#### Extracted information:
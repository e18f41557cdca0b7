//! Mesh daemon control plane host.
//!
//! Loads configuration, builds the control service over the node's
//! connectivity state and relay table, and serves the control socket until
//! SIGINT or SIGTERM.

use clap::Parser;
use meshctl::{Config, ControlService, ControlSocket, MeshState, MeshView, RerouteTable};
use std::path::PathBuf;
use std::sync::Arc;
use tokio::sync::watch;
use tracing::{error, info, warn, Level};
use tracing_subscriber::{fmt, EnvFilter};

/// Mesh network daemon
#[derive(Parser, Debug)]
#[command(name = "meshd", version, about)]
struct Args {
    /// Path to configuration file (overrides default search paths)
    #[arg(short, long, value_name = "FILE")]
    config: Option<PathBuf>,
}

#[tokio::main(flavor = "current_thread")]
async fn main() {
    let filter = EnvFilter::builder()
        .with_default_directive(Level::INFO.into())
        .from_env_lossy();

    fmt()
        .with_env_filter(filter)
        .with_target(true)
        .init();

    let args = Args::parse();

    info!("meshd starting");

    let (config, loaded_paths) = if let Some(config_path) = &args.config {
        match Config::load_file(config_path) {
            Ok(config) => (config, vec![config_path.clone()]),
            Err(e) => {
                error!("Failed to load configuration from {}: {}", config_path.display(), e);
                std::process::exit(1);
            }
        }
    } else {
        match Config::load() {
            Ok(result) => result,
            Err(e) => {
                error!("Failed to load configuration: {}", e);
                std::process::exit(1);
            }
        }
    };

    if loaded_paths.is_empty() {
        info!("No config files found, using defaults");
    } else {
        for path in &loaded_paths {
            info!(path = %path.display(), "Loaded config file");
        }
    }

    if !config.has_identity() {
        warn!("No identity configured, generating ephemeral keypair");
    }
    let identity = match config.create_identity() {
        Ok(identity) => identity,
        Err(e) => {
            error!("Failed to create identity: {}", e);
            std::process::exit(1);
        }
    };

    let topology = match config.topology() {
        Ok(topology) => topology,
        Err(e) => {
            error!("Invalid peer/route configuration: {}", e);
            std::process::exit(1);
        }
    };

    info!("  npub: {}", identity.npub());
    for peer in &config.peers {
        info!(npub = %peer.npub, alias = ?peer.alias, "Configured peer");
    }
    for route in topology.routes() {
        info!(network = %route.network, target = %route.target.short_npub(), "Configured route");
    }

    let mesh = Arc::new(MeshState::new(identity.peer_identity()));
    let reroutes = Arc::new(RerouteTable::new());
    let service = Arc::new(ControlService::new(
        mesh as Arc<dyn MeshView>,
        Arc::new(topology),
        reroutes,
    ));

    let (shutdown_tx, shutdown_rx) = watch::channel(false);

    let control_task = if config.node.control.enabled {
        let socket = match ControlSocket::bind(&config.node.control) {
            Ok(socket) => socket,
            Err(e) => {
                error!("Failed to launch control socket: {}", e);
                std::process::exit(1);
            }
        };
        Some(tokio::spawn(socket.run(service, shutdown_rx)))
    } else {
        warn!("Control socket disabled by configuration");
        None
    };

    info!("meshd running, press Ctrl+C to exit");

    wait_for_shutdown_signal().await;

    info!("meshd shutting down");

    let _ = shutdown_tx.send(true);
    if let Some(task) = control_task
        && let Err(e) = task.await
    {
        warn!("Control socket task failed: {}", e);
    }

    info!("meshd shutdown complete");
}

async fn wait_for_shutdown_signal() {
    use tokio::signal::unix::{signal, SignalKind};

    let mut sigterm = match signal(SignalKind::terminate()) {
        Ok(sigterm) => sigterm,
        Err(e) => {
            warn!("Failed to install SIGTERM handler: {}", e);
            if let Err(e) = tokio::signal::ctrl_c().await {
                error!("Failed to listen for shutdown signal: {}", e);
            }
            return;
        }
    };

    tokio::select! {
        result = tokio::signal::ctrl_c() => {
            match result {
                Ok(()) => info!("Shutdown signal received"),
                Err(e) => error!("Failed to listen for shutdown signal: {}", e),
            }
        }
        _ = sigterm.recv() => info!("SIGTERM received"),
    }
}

#### Problem description:
Look through the material above. Copy each line where the word "MeshView" appears.

#### Solution to this problem:
use meshctl::{Config, ControlService, ControlSocket, MeshState, MeshView, RerouteTable};
        mesh as Arc<dyn MeshView>,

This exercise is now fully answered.